L’une des conséquences les plus voraces de la « guerre contre la drogue » est l’emprisonnement massif et généralement sans discrimination des consommateurs et des trafiquants. La loi sur les drogues la plus récente du Brésil, qui date de 2006, prévoit à l’article 28 que :

« Pour déterminer si la drogue était destinée à la consommation personnelle, le juge doit examiner la nature et la quantité de la substance saisie, le lieu et les conditions dans lesquels l’action a eu lieu, les circonstances sociales et personnelles, ainsi que la conduite et les antécédents de l’accusé« .

« Quand la police arrête un jeune homme noir de la favela avec de la drogue, même en petite quantité, cela finit par être considéré comme un trafic. Un jeune homme blanc arrêté à Baixo Gávea (un quartier bourgeois du sud de Rio de Janeiro) avec une plus grande quantité de drogue ne sera pas considéré comme un trafiquant, car il étudie à l’Université Catholique, a sa propre voiture, sa famille vit dans un bon quartier, alors pourquoi devrait-il être un trafiquant ? » demande la sociologue Lemgruber. « La loi est raciste, c’est une loi qui étiquette« .

Une enquête du CESEC menée par Lemgruber, qui a étudié plus de 1 300 cas de personnes accusées de trafic de drogue entre 2013 et 2015 à Rio de Janeiro, montre que 95% des personnes arrêtées ont été prises en flagrant délit, c’est-à-dire sans enquête démontrant qu’elles étaient des vendeurs ou que les principales structures du trafic étaient persécutées.

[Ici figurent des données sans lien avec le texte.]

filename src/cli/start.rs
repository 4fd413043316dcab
use crate::cli::{actions::Action, commands, dispatch, telemetry};
use anyhow::Result;

/// Map verbosity count to tracing level
const fn get_verbosity_level(verbosity: u8) -> Option<tracing::Level> {
    match verbosity {
        0 => None,
        1 => Some(tracing::Level::WARN),
        2 => Some(tracing::Level::INFO),
        3 => Some(tracing::Level::DEBUG),
        _ => Some(tracing::Level::TRACE),
    }
}

/// Parse arguments, initialize telemetry and return the action to run.
///
/// # Errors
///
/// Returns an error if telemetry initialization or action dispatch fails
pub fn start() -> Result<Action> {
    let matches = commands::new().get_matches();

    let verbosity_level = get_verbosity_level(
        matches
            .get_one::<u8>(commands::logging::ARG_VERBOSITY)
            .copied()
            .unwrap_or(0),
    );

    telemetry::init(verbosity_level)?;

    dispatch::handler(&matches)
}
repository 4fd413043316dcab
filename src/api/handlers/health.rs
use crate::{GIT_COMMIT_HASH, api::NodeService};
use axum::{
    body::Body,
    extract::Extension,
    http::{HeaderMap, HeaderValue, Method, StatusCode},
    response::{IntoResponse, Json},
};
use serde::{Deserialize, Serialize};
use std::sync::Arc;
use tracing::debug;
use utoipa::ToSchema;

#[derive(ToSchema, Serialize, Deserialize, Debug)]
pub struct Health {
    commit: String,
    name: String,
    version: String,
    node_address: Option<String>,
    stored_codes: usize,
    cleanup: String,
}

#[utoipa::path(
    get,
    path= "/health",
    responses (
        (status = 200, description = "Replay store and cleanup loop are healthy", body = Health),
        (status = 503, description = "Cleanup loop is not running", body = Health)
    ),
    tag= "health"
)]
// axum handler for health
pub async fn health(method: Method, service: Extension<Arc<NodeService>>) -> impl IntoResponse {
    let coordinator = service.coordinator();
    let cleanup_running = coordinator.cleanup_running().await;

    let health = Health {
        commit: GIT_COMMIT_HASH.to_string(),
        name: env!("CARGO_PKG_NAME").to_string(),
        version: env!("CARGO_PKG_VERSION").to_string(),
        node_address: service.self_address().map(ToString::to_string),
        stored_codes: coordinator.len().await,
        cleanup: if cleanup_running {
            "running".to_string()
        } else {
            "stopped".to_string()
        },
    };

    let body = if method == Method::GET {
        Json(&health).into_response()
    } else {
        Body::empty().into_response()
    };

    let short_hash = if health.commit.len() > 7 {
        &health.commit[0..7]
    } else {
        ""
    };

    let headers = format!("{}:{}:{}", health.name, health.version, short_hash)
        .parse::<HeaderValue>()
        .map(|x_app_header_value| {
            let mut headers = HeaderMap::new();
            headers.insert("X-App", x_app_header_value);
            headers
        })
        .unwrap_or_else(|err| {
            debug!("Failed to parse X-App header: {}", err);
            HeaderMap::new()
        });

    if cleanup_running {
        (StatusCode::OK, headers, body)
    } else {
        (StatusCode::SERVICE_UNAVAILABLE, headers, body)
    }
}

Près de 70 % d’entre eux avaient moins de 50 grammes, bien que l’on trouve des condamnations pour trafic pour 1,9 gramme alors que d’autres cas avec 480 grammes ont été classés comme consommation propre.

Bien que plusieurs propositions soient actuellement devant le Sénat pour modifier l’actuelle loi sur les drogues de 2006 et établir un différentiel entre la consommation et le trafic, Lemgruber estime qu’il sera difficile d’éviter l’emprisonnement de certains usagers tant qu’il y aura une police raciste et un système judiciaire « conservateur et inquisiteur« , où la version des officiers prévaut généralement comme preuve unique et absolue, comme le montre leur étude.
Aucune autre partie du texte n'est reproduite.